Su Americas Quarterly, l’editor-in-chief Brian Winter sostiene che Trump ha sempre voluto i dazi sulle importazioni messicane, suggerendo che non sono solo una minaccia ma un autentico obiettivo finale. Trump è stato sia un democratico che un repubblicano, scrive Winter, ma si è scagliato contro i deficit commerciali costantemente dagli anni ’80.

“Per molti osservatori in Messico e altrove”, scrive Winter, il ritorno dei dazi questa settimana (prima del loro successivo parziale rinvio) “è stata la dimostrazione del temuto concetto di ‘delinkage’, l’idea che indipendentemente da quanto Sheinbaum avesse collaborato su questioni bilaterali, l’amministrazione Trump era comunque determinata a portare avanti le principali tariffe doganali.
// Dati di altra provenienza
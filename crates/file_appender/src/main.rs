use anyhow::{Context, Result};
use clap::Parser;
use std::fs;
use std::path::PathBuf;

use file_appender::append_contents;

/// Concatenate delimited text files, keeping only the first file's header.
#[derive(Debug, Parser)]
#[command(
    name = "file_appender",
    about = "Append delimited text files, dropping later headers",
    long_about = None
)]
struct Args {
    /// Files to append, in order (at least 2)
    files: Vec<PathBuf>,

    /// Output file path
    #[arg(short = 'o', long = "output", default_value = "appended_file.txt")]
    output: PathBuf,
}

fn main() -> Result<()> {
    let args = Args::parse();

    let mut contents = Vec::with_capacity(args.files.len());
    for path in &args.files {
        let text =
            fs::read_to_string(path).with_context(|| format!("Reading {}", path.display()))?;
        contents.push(text);
    }

    let merged = append_contents(&contents)?;

    fs::write(&args.output, &merged)
        .with_context(|| format!("Writing output file: {}", args.output.display()))?;
    println!(
        "✓ Appended {} files ({} lines) into {}",
        args.files.len(),
        merged.lines().count(),
        args.output.display()
    );

    Ok(())
}
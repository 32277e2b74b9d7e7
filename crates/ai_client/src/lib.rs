use anyhow::{anyhow, Context, Result};
use reqwest::blocking::Client;
use reqwest::header::{HeaderMap, HeaderValue, CONTENT_TYPE};
use reqwest::Url;
use serde::{Deserialize, Serialize};

/// Configuration for talking to a local Ollama server.
///
/// This crate intentionally only supports Ollama's local HTTP API.
/// It refuses to run if the configured base URL is not local.
#[derive(Debug, Clone)]
pub struct OllamaClientConfig {
    pub base_url: String,
    pub model: String,
}

impl OllamaClientConfig {
    /// Loads config from env vars:
    /// - `OLLAMA_BASE_URL` (default: `http://localhost:11434`)
    /// - `OLLAMA_MODEL`    (default: `llama3.2`)
    pub fn from_env() -> Self {
        let base_url = std::env::var("OLLAMA_BASE_URL")
            .unwrap_or_else(|_| "http://localhost:11434".to_string());
        let model = std::env::var("OLLAMA_MODEL").unwrap_or_else(|_| "llama3.2".to_string());
        Self { base_url, model }
    }
}

/// Column letters (A-Z) identifying where each holding field lives in the
/// source sheet. Key names match the JSON the model is asked to return.
#[derive(Debug, Clone, Deserialize, Serialize)]
#[serde(rename_all = "camelCase")]
pub struct ColumnLetters {
    pub isin: String,
    pub instrument_name: String,
    pub market_value: String,
    pub quantity: String,
}

/// Result of schema inference over the first rows of a holdings sheet:
/// which columns hold what, and the first 1-based row of actual data.
#[derive(Debug, Clone, Deserialize, Serialize)]
#[serde(rename_all = "camelCase")]
pub struct SheetAnalysis {
    pub data_start_row: usize,
    pub columns: ColumnLetters,
}

const STRUCTURE_SYSTEM_PROMPT: &str = "\
You are a data analyst identifying the structure of mutual fund portfolio \
disclosure sheets. The user sends the first rows of a spreadsheet, one row \
per line, with cells separated by ' | ' and columns labelled A, B, C, ... \
Identify the single-letter column holding each of: the ISIN (12-character \
code starting with IN), the instrument/company name, the market value, and \
the quantity. Also identify the first 1-based row number that contains \
actual holdings data (not headers). Respond with ONLY a JSON object of the \
exact shape \
{\"dataStartRow\": <number>, \"columns\": {\"isin\": \"<letter>\", \
\"instrumentName\": \"<letter>\", \"marketValue\": \"<letter>\", \
\"quantity\": \"<letter>\"}} and nothing else.";

/// Minimal Ollama chat client (blocking HTTP).
#[derive(Debug, Clone)]
pub struct OllamaClient {
    http: Client,
    base_url: Url,
    model: String,
}

impl OllamaClient {
    pub fn new(config: OllamaClientConfig) -> Result<Self> {
        let base_url = validate_local_base_url(&config.base_url)?;

        let mut headers = HeaderMap::new();
        headers.insert(CONTENT_TYPE, HeaderValue::from_static("application/json"));

        let http = Client::builder()
            .default_headers(headers)
            .build()
            .context("Failed to build HTTP client")?;

        Ok(Self {
            http,
            base_url,
            model: config.model,
        })
    }

    /// Generic helper for a single-turn chat call.
    pub fn chat(&self, system_prompt: &str, user_prompt: &str) -> Result<String> {
        let endpoint = self
            .base_url
            .join("api/chat")
            .context("Failed to build Ollama /api/chat URL")?;

        let request = OllamaChatRequest {
            model: self.model.clone(),
            stream: false,
            messages: vec![
                Message {
                    role: "system".to_string(),
                    content: system_prompt.to_string(),
                },
                Message {
                    role: "user".to_string(),
                    content: user_prompt.to_string(),
                },
            ],
            options: Some(OllamaOptions {
                temperature: Some(0.0),
            }),
        };

        let response: OllamaChatResponse = self
            .http
            .post(endpoint.clone())
            .json(&request)
            .send()
            .with_context(|| format!("POST {endpoint} failed"))?
            .error_for_status()
            .with_context(|| format!("POST {endpoint} returned non-success status"))?
            .json()
            .with_context(|| format!("Failed to parse JSON response from {endpoint}"))?;

        let content = response
            .message
            .map(|m| m.content)
            .ok_or_else(|| anyhow!("Ollama response had no message content"))?;

        Ok(content.trim().to_string())
    }

    /// Infers the column mapping and data start row from a preview of the
    /// first rows of a sheet (the caller limits the preview, typically to
    /// 15 rows).
    pub fn infer_sheet_structure(&self, rows_preview: &str) -> Result<SheetAnalysis> {
        let raw = self.chat(STRUCTURE_SYSTEM_PROMPT, rows_preview)?;
        parse_analysis_response(&raw)
    }
}

/// Models wrap JSON in prose or markdown fences more often than not; pull
/// out the outermost object before deserializing.
pub fn parse_analysis_response(raw: &str) -> Result<SheetAnalysis> {
    let start = raw
        .find('{')
        .ok_or_else(|| anyhow!("No JSON object in model response: {raw}"))?;
    let end = raw
        .rfind('}')
        .ok_or_else(|| anyhow!("Unterminated JSON object in model response: {raw}"))?;
    if end < start {
        return Err(anyhow!("Malformed JSON object in model response: {raw}"));
    }

    let analysis: SheetAnalysis = serde_json::from_str(&raw[start..=end])
        .with_context(|| format!("Model response was not a valid sheet analysis: {raw}"))?;

    if analysis.data_start_row == 0 {
        return Err(anyhow!("Model returned dataStartRow 0 (rows are 1-based)"));
    }

    Ok(analysis)
}

fn validate_local_base_url(base_url: &str) -> Result<Url> {
    let url =
        Url::parse(base_url).with_context(|| format!("Invalid OLLAMA_BASE_URL: {base_url}"))?;

    match url.scheme() {
        "http" => {}
        other => {
            return Err(anyhow!(
                "Unsupported scheme '{other}' for OLLAMA_BASE_URL (use http://localhost:11434)"
            ))
        }
    }

    let host = url
        .host_str()
        .ok_or_else(|| anyhow!("OLLAMA_BASE_URL is missing a host"))?;

    let is_local = host.eq_ignore_ascii_case("localhost") || host == "127.0.0.1" || host == "::1";

    if !is_local {
        return Err(anyhow!(
            "Refusing non-local OLLAMA_BASE_URL host '{host}'. This project only uses local Ollama (use http://localhost:11434)."
        ));
    }

    Ok(url)
}

#[derive(Debug, Serialize, Deserialize)]
struct Message {
    role: String,
    content: String,
}

#[derive(Debug, Serialize)]
struct OllamaChatRequest {
    model: String,
    messages: Vec<Message>,
    stream: bool,
    #[serde(skip_serializing_if = "Option::is_none")]
    options: Option<OllamaOptions>,
}

#[derive(Debug, Serialize)]
struct OllamaOptions {
    #[serde(skip_serializing_if = "Option::is_none")]
    temperature: Option<f64>,
}

#[derive(Debug, Deserialize)]
struct OllamaChatResponse {
    message: Option<Message>,
}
E in effetti, a mezzanotte di martedì, anche dopo una settimana durante a quale il Messico ha accettato di estradare 29 leader di cartelli della droga” e i dati della US Customs and Border Patrol hanno mostrato intercettazioni di migranti e sequestri di fentanyl in calo, “la Casa Bianca ha implementato dazi del 25% sia sui suoi vicini del sud che su quelli del nord” (https://www.americasquarterly.org/…/trump-always…/).

Come il WSJ, Winter evidenzia le successive spiegazioni della Casa Bianca sulle tariffe doganali che non citano né il fentanyl né l’immigrazione, ma piuttosto le perdite di posti di lavoro nel settore manifatturiero degli Stati Uniti. “Sembra davvero una Casa Bianca impegnata nella riorganizzazione all’ingrosso delle relazioni commerciali degli Stati Uniti”, scrive Winter. “Anche se i dazi sul Messico e sul Canada venissero aboliti o abbassati nel giro di pochi giorni o settimane – com’è successo l’altro ieri – la fiducia nell’idea di una supply chain nordamericana integrata è stata ormai danneggiata per sempre, se non distrutta. È difficile pensare che la maggior parte delle aziende faccia investimenti significativi in ​​una struttura economica che può essere gettata in una crisi esistenziale in qualsiasi momento”.